Poor and immigrant children in New York will soon have fewer health care options if the state gives the city permission to make its largest mass closing of health clinics in recent history. The city wants to close 27 community clinics, some of which have provided free immunizations, asthma treatment and Band-Aids to uninsured kids for more than 90 years.

In a May 3 letter to the state Department of Health, the city Health and Hospitals Corporation called outpatient clinics a financial drain, and asked the state for the go-ahead to shutter 12 neighborhood health clinics and 15 school-based facilities by May 15. The request comes as HHC is steeped in economic troubles and a $313 million deficit. If these closures are approved, the number of child health clinics in the city will fall to 30, down from 54 in 1994.

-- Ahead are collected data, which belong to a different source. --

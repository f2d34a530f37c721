//! Floating-point configuration rules
//!
//! # Overview
//!
//! A `FloatRule` names a configuration key, says whether a value for it must be
//! supplied, and optionally carries a default, a minimum and a maximum.
//!
//! ```rust
//! use plugrule::{FloatRule, set_default_float, set_max_float, set_min_float};
//!
//! let rule = FloatRule::new(
//!     "threshold",
//!     true,
//!     [set_default_float(1.5), set_min_float(0.0), set_max_float(10.0)],
//! )?;
//!
//! assert_eq!(rule.key(), "threshold");
//! assert_eq!(rule.default(), Some(1.5));
//! assert!(rule.has_min() && rule.has_max());
//! # Ok::<(), plugrule::Error>(())
//! ```
//!
//! # Unchecked Constraints
//!
//! Only the key is validated. A minimum above the maximum, or a default outside
//! the range, is stored as given; checking supplied values against the rule is
//! up to the validator that consumes it.

use crate::error::{Error, Result};
use log::debug;
use serde::{Deserialize, Serialize};
use std::fmt;

// =============================================================================
// Non-finite Constraint Encoding
// =============================================================================

/// Encode optional constraints so NaN and infinities survive a round trip
///
/// Finite values are written as numbers; non-finite ones as the tokens
/// `"NaN"`, `"inf"` and `"-inf"`, since JSON has no literal for them.
mod constraint_value {
    use serde::de::Error as _;
    use serde::{Deserialize, Deserializer, Serializer};

    pub const NAN: &str = "NaN";
    pub const INFINITY: &str = "inf";
    pub const NEG_INFINITY: &str = "-inf";

    pub fn serialize<S: Serializer>(
        value: &Option<f64>,
        serializer: S,
    ) -> std::result::Result<S::Ok, S::Error> {
        match *value {
            Some(v) if v.is_nan() => serializer.serialize_str(NAN),
            Some(v) if v == f64::INFINITY => serializer.serialize_str(INFINITY),
            Some(v) if v == f64::NEG_INFINITY => serializer.serialize_str(NEG_INFINITY),
            Some(v) => serializer.serialize_f64(v),
            None => serializer.serialize_none(),
        }
    }

    pub fn deserialize<'de, D: Deserializer<'de>>(
        deserializer: D,
    ) -> std::result::Result<Option<f64>, D::Error> {
        #[derive(Deserialize)]
        #[serde(untagged)]
        enum Wire {
            Number(f64),
            Token(String),
        }

        match Option::<Wire>::deserialize(deserializer)? {
            None => Ok(None),
            Some(Wire::Number(v)) => Ok(Some(v)),
            Some(Wire::Token(token)) => match token.as_str() {
                NAN => Ok(Some(f64::NAN)),
                INFINITY => Ok(Some(f64::INFINITY)),
                NEG_INFINITY => Ok(Some(f64::NEG_INFINITY)),
                other => Err(D::Error::custom(format!(
                    "invalid float constraint '{other}', expected a number, \"NaN\", \"inf\" or \"-inf\""
                ))),
            },
        }
    }
}

// =============================================================================
// Configuration Steps
// =============================================================================

/// One optional constraint applied while building a `FloatRule`
///
/// Created with [`set_default_float`], [`set_min_float`] or [`set_max_float`].
#[derive(Debug, Clone, Copy, PartialEq)]
pub enum FloatRuleOpt {
    /// Value used when none is supplied
    Default(f64),
    /// Lowest accepted value
    Min(f64),
    /// Highest accepted value
    Max(f64),
}

impl FloatRuleOpt {
    /// The value this step writes into the rule
    #[must_use]
    pub fn value(&self) -> f64 {
        match *self {
            FloatRuleOpt::Default(v) | FloatRuleOpt::Min(v) | FloatRuleOpt::Max(v) => v,
        }
    }

    fn apply(self, rule: &mut FloatRule) {
        match self {
            FloatRuleOpt::Default(v) => rule.default = Some(v),
            FloatRuleOpt::Min(v) => rule.minimum = Some(v),
            FloatRuleOpt::Max(v) => rule.maximum = Some(v),
        }
    }
}

impl fmt::Display for FloatRuleOpt {
    fn fmt(&self, f: &mut fmt::Formatter<'_>) -> fmt::Result {
        match self {
            FloatRuleOpt::Default(v) => write!(f, "default={v}"),
            FloatRuleOpt::Min(v) => write!(f, "min={v}"),
            FloatRuleOpt::Max(v) => write!(f, "max={v}"),
        }
    }
}

/// Set the default value of a `FloatRule`
///
/// # Example
/// ```rust
/// use plugrule::{FloatRule, set_default_float};
///
/// let rule = FloatRule::new("ratio", false, [set_default_float(0.5)])?;
/// assert_eq!(rule.default(), Some(0.5));
/// # Ok::<(), plugrule::Error>(())
/// ```
#[must_use]
pub fn set_default_float(value: f64) -> FloatRuleOpt {
    FloatRuleOpt::Default(value)
}

/// Set the minimum value of a `FloatRule`
#[must_use]
pub fn set_min_float(min: f64) -> FloatRuleOpt {
    FloatRuleOpt::Min(min)
}

/// Set the maximum value of a `FloatRule`
#[must_use]
pub fn set_max_float(max: f64) -> FloatRuleOpt {
    FloatRuleOpt::Max(max)
}

// =============================================================================
// Float Rule
// =============================================================================

/// Constraints for a floating-point configuration key
///
/// Immutable once built. Unset constraints are `None`, so a default of `0.0`
/// is distinguishable from no default at all.
#[derive(Debug, Clone, PartialEq, Serialize, Deserialize)]
#[serde(try_from = "RawFloatRule")]
pub struct FloatRule {
    key: String,
    required: bool,
    #[serde(skip_serializing_if = "Option::is_none", with = "constraint_value")]
    default: Option<f64>,
    #[serde(skip_serializing_if = "Option::is_none", with = "constraint_value")]
    minimum: Option<f64>,
    #[serde(skip_serializing_if = "Option::is_none", with = "constraint_value")]
    maximum: Option<f64>,
}

impl FloatRule {
    /// Create a rule for `key`, applying `options` in order
    ///
    /// Applying the same kind of step twice keeps the last value.
    ///
    /// # Errors
    ///
    /// Returns `Error::EmptyKey` if `key` is empty.
    pub fn new<I>(key: impl Into<String>, required: bool, options: I) -> Result<Self>
    where
        I: IntoIterator<Item = FloatRuleOpt>,
    {
        let key = key.into();
        if key.is_empty() {
            return Err(Error::EmptyKey);
        }

        let mut rule = Self {
            key,
            required,
            default: None,
            minimum: None,
            maximum: None,
        };
        for opt in options {
            opt.apply(&mut rule);
        }

        debug!(
            "Built float rule '{}' (required: {}, default: {:?}, min: {:?}, max: {:?})",
            rule.key, rule.required, rule.default, rule.minimum, rule.maximum
        );
        Ok(rule)
    }

    /// Start a fluent builder for a rule on `key`
    ///
    /// # Example
    /// ```rust
    /// use plugrule::FloatRule;
    ///
    /// let rule = FloatRule::builder("threshold", true)
    ///     .default(1.5)
    ///     .min(0.0)
    ///     .max(10.0)
    ///     .build()?;
    ///
    /// assert_eq!(rule.maximum(), Some(10.0));
    /// # Ok::<(), plugrule::Error>(())
    /// ```
    #[must_use]
    pub fn builder(key: impl Into<String>, required: bool) -> FloatRuleBuilder {
        FloatRuleBuilder::new(key, required)
    }

    /// Configuration key this rule applies to
    pub fn key(&self) -> &str {
        &self.key
    }

    /// Whether a missing value for this key is an error
    pub fn is_required(&self) -> bool {
        self.required
    }

    /// Default value, if one was set
    pub fn default(&self) -> Option<f64> {
        self.default
    }

    /// Whether a default value was set
    pub fn has_default(&self) -> bool {
        self.default.is_some()
    }

    /// Lowest accepted value, if one was set
    pub fn minimum(&self) -> Option<f64> {
        self.minimum
    }

    /// Whether a minimum was set
    pub fn has_min(&self) -> bool {
        self.minimum.is_some()
    }

    /// Highest accepted value, if one was set
    pub fn maximum(&self) -> Option<f64> {
        self.maximum
    }

    /// Whether a maximum was set
    pub fn has_max(&self) -> bool {
        self.maximum.is_some()
    }
}

/// Wire shape of a `FloatRule`, decoded before the key check runs
///
/// `key` and `required` must both be present; constraints may be omitted.
#[derive(Deserialize)]
struct RawFloatRule {
    key: String,
    required: bool,
    #[serde(default, with = "constraint_value")]
    default: Option<f64>,
    #[serde(default, with = "constraint_value")]
    minimum: Option<f64>,
    #[serde(default, with = "constraint_value")]
    maximum: Option<f64>,
}

impl TryFrom<RawFloatRule> for FloatRule {
    type Error = Error;

    fn try_from(raw: RawFloatRule) -> Result<Self> {
        let options = [
            raw.default.map(FloatRuleOpt::Default),
            raw.minimum.map(FloatRuleOpt::Min),
            raw.maximum.map(FloatRuleOpt::Max),
        ];
        FloatRule::new(raw.key, raw.required, options.into_iter().flatten())
    }
}

// =============================================================================
// Builder
// =============================================================================

/// Builder for creating a `FloatRule` with a fluent API
///
/// Steps are recorded in call order and applied by [`FloatRule::new`] on
/// `build()`, so ordering and last-write-wins behave the same in both forms.
#[derive(Debug, Clone)]
pub struct FloatRuleBuilder {
    key: String,
    required: bool,
    options: Vec<FloatRuleOpt>,
}

impl FloatRuleBuilder {
    /// Create a new builder with the required key and flag
    #[must_use]
    pub fn new(key: impl Into<String>, required: bool) -> Self {
        Self {
            key: key.into(),
            required,
            options: Vec::new(),
        }
    }

    /// Set the default value
    #[must_use]
    pub fn default(self, value: f64) -> Self {
        self.option(set_default_float(value))
    }

    /// Set the minimum value
    #[must_use]
    pub fn min(self, val: f64) -> Self {
        self.option(set_min_float(val))
    }

    /// Set the maximum value
    #[must_use]
    pub fn max(self, val: f64) -> Self {
        self.option(set_max_float(val))
    }

    /// Append an already constructed step
    #[must_use]
    pub fn option(mut self, opt: FloatRuleOpt) -> Self {
        self.options.push(opt);
        self
    }

    /// Build the `FloatRule`
    ///
    /// # Errors
    ///
    /// Returns `Error::EmptyKey` if the key is empty.
    pub fn build(self) -> Result<FloatRule> {
        FloatRule::new(self.key, self.required, self.options)
    }
}

// =============================================================================
// Tests
// =============================================================================

#[cfg(test)]
mod tests {
    use super::*;

    #[test]
    fn test_new_without_options() {
        let rule = FloatRule::new("rate", false, []).unwrap();

        assert_eq!(rule.key(), "rate");
        assert!(!rule.is_required());
        assert!(!rule.has_default());
        assert!(!rule.has_min());
        assert!(!rule.has_max());
        assert_eq!(rule.default(), None);
    }

    #[test]
    fn test_empty_key_rejected() {
        assert_eq!(FloatRule::new("", false, []), Err(Error::EmptyKey));
        assert_eq!(
            FloatRule::new("", true, [set_default_float(1.0), set_max_float(2.0)]),
            Err(Error::EmptyKey)
        );
    }

    #[test]
    fn test_each_option_sets_only_its_field() {
        let rule = FloatRule::new("a", true, [set_default_float(2.5)]).unwrap();
        assert_eq!(rule.default(), Some(2.5));
        assert!(!rule.has_min() && !rule.has_max());

        let rule = FloatRule::new("a", true, [set_min_float(-1.0)]).unwrap();
        assert_eq!(rule.minimum(), Some(-1.0));
        assert!(!rule.has_default() && !rule.has_max());

        let rule = FloatRule::new("a", true, [set_max_float(99.9)]).unwrap();
        assert_eq!(rule.maximum(), Some(99.9));
        assert!(!rule.has_default() && !rule.has_min());
    }

    #[test]
    fn test_zero_default_is_present() {
        let rule = FloatRule::new("offset", false, [set_default_float(0.0)]).unwrap();
        assert!(rule.has_default());
        assert_eq!(rule.default(), Some(0.0));
    }

    #[test]
    fn test_last_write_wins() {
        let rule = FloatRule::new(
            "a",
            false,
            [set_min_float(1.0), set_min_float(3.0), set_default_float(7.0), set_default_float(5.0)],
        )
        .unwrap();

        assert_eq!(rule.minimum(), Some(3.0));
        assert_eq!(rule.default(), Some(5.0));
    }

    #[test]
    fn test_option_display() {
        assert_eq!(set_default_float(1.5).to_string(), "default=1.5");
        assert_eq!(set_min_float(0.0).to_string(), "min=0");
        assert_eq!(set_max_float(10.0).to_string(), "max=10");
        assert_eq!(set_max_float(10.0).value(), 10.0);
    }

    #[test]
    fn test_builder_records_order() {
        let rule = FloatRule::builder("a", true)
            .max(4.0)
            .option(set_max_float(8.0))
            .build()
            .unwrap();

        assert_eq!(rule.maximum(), Some(8.0));
        assert!(FloatRule::builder("", true).min(1.0).build().is_err());
    }
}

For communities where most children do not have health insurance, these clinics have been seen as essential for giving sick kids a place to go other than the emergency room. “Eliminating clinics that provide primary care services to children who can’t otherwise afford it, particularly in neighborhoods like Harlem and the South Bronx, is unconscionable,” said Judy Wessler of the Commission on the Public’s Health System, an advocacy group. According to a recent study by the Citizen’s Committee for Children, two-thirds of the patients who visit child health centers are uninsured. The health centers in question operate in Harlem, the South Bronx, Coney Island in Brooklyn and immigrant neighborhoods like Elmhurst and Jackson Heights in Queens.

The school clinics serve some of the same neighborhoods, and nurse practitioners there give physicals and treat dozens of ailments a day. According to Terry Mizrahi, a health policy professor at Hunter College, school clinics “are the best model for bringing health services to adolescents.” The nurses at Long Island City High School agree, and they are organizing a petition drive to try to keep their clinic’s doors open.

While the state continues to review the city’s request, the city assures patients that other health clinics will be able to absorb them. “It may be a little inconvenient,” said HHC spokeswoman Dr. Jane Zimmerman. “But there will be no disruption in care.”

Meanwhile, activists and politicians are asking HHC to hold a public hearing to explain its reasoning to parents. And they recommend that the agency check its math: HHC’s deficit is a result of the city cutting its budget, says Lisa Daglian, spokeswoman for Manhattan Borough President C. Virginia Fields, and closing community clinics will not actually save money. “When people are shut out of primary care, they often end up in the emergency room with more serious illnesses,” she said. “That leads to higher medical costs ultimately.”